__PROBLEM REQUIREMENTS__. Across the records, how many lines contain "matches"? Answer with the number alone.
----------
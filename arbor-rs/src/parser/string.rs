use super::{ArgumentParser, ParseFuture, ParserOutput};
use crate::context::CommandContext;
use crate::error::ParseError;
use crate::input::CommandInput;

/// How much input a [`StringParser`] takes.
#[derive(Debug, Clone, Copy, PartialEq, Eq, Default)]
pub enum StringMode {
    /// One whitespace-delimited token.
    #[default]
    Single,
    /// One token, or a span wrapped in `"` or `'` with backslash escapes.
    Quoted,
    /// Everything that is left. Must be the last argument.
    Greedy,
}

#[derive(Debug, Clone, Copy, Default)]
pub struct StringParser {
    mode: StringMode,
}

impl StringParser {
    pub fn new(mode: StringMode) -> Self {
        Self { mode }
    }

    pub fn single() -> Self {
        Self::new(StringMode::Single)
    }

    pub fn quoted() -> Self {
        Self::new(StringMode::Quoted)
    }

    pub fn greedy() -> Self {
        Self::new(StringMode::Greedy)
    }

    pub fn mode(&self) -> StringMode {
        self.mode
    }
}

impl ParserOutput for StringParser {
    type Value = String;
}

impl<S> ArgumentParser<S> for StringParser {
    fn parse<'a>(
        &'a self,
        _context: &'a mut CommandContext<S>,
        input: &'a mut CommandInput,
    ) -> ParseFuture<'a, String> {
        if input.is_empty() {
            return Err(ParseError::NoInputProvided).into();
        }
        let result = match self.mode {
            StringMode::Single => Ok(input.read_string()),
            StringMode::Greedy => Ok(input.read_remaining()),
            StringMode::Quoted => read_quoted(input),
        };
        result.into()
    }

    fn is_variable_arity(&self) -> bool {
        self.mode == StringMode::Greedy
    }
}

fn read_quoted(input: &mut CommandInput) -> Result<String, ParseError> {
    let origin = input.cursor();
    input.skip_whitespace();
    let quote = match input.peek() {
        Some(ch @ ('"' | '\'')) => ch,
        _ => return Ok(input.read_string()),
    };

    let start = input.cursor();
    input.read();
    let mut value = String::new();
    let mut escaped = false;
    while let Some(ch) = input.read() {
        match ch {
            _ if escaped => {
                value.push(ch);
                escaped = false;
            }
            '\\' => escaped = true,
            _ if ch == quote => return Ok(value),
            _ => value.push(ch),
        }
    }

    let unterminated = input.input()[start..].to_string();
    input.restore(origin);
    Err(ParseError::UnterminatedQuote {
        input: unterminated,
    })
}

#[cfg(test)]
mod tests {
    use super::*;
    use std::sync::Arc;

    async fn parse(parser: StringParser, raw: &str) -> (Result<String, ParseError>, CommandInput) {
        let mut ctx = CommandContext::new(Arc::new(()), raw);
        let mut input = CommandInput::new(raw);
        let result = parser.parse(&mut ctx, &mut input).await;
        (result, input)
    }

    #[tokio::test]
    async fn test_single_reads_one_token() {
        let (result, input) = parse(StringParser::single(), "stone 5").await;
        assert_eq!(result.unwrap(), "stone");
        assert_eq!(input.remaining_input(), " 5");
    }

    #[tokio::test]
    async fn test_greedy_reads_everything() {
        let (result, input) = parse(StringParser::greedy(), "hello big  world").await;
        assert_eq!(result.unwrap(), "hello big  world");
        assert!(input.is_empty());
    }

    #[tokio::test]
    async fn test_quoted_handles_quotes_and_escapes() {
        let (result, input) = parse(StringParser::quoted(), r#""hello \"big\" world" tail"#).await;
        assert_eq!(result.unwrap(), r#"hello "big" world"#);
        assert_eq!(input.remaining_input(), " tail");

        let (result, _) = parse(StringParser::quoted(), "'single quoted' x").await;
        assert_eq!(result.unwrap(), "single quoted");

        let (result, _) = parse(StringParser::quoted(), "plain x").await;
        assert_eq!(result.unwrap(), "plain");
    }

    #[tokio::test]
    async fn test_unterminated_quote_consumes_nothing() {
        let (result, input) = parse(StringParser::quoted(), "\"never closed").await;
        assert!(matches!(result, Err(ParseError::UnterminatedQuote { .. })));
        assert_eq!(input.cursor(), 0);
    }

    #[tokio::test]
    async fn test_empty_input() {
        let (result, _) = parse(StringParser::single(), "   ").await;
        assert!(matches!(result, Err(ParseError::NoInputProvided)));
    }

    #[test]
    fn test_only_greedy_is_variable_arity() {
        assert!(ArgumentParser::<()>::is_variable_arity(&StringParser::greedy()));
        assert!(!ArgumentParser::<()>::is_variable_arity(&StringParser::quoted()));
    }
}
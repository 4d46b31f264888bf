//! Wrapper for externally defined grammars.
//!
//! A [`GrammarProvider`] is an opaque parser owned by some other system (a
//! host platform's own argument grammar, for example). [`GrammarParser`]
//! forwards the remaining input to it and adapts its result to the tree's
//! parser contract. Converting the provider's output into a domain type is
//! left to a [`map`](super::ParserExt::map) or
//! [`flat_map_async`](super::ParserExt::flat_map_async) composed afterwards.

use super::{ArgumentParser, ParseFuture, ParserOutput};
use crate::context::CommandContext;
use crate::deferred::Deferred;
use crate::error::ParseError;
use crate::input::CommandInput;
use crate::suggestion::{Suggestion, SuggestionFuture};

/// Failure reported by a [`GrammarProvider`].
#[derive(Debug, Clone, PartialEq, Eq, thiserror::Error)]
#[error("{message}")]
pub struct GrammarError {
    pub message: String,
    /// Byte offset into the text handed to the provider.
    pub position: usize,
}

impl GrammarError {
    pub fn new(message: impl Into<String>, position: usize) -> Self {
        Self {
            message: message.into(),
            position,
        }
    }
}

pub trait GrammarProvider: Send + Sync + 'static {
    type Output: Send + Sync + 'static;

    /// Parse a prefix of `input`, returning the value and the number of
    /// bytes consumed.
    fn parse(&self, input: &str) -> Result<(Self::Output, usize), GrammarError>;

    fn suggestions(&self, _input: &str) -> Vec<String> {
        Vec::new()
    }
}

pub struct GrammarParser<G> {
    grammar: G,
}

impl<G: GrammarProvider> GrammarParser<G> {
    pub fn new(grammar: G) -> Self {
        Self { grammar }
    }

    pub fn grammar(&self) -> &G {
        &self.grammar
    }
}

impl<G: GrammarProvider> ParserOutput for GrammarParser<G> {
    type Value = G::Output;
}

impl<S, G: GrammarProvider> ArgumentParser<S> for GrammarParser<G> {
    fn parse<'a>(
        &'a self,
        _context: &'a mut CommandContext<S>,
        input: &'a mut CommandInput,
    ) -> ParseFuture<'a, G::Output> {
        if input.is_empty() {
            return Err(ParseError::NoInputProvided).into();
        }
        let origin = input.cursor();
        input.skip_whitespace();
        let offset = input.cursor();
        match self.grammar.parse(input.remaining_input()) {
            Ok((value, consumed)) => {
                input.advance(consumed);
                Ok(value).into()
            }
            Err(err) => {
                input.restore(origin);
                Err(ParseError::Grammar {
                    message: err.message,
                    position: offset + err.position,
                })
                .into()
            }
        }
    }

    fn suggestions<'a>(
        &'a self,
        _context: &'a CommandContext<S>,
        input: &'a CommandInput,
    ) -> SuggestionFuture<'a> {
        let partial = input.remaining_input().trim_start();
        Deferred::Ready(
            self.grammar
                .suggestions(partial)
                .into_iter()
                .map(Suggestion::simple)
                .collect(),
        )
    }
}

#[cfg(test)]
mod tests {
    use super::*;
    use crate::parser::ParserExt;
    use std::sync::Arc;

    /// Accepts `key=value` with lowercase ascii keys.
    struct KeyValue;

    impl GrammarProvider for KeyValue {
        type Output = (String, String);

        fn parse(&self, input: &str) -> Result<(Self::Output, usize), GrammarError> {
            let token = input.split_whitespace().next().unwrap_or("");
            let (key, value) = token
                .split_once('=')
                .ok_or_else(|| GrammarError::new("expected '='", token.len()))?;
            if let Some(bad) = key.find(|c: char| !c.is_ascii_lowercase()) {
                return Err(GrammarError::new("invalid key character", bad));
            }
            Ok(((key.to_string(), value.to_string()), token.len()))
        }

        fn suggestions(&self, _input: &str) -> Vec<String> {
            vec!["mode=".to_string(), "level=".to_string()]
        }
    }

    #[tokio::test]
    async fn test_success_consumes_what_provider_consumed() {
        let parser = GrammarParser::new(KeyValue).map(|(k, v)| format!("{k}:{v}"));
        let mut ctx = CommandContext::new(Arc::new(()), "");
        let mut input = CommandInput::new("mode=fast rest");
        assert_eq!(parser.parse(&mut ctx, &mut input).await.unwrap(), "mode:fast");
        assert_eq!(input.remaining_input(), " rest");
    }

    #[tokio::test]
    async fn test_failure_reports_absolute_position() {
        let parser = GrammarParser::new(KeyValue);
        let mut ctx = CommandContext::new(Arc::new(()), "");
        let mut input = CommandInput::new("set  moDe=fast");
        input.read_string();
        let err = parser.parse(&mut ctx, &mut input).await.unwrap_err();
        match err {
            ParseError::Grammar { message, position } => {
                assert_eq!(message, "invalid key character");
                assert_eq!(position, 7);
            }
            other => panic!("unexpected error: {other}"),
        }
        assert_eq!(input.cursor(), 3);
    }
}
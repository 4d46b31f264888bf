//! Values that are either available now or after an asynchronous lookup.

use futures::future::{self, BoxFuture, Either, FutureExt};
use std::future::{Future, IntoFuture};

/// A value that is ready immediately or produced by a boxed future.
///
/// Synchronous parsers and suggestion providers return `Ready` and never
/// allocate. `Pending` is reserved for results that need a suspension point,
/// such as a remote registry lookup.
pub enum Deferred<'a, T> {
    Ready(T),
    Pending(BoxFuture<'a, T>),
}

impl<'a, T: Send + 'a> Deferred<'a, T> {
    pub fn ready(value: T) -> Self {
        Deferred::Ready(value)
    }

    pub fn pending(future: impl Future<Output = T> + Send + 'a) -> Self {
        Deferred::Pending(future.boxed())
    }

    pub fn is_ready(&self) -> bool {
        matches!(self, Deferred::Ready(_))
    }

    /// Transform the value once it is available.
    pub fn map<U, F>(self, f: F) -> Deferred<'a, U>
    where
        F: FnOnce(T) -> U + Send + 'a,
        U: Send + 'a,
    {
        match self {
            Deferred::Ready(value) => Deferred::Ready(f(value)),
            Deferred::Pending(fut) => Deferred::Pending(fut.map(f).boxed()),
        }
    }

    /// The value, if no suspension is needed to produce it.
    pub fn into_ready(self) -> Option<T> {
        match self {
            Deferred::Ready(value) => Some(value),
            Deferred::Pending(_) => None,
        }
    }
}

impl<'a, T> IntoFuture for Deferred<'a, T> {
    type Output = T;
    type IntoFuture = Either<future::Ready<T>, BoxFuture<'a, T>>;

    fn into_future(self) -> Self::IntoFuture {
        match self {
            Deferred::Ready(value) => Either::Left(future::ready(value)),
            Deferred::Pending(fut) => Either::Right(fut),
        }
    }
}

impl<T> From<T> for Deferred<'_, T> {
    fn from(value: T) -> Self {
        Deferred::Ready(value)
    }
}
----------
__ANSWER FOR THIS EXERCISE__. 3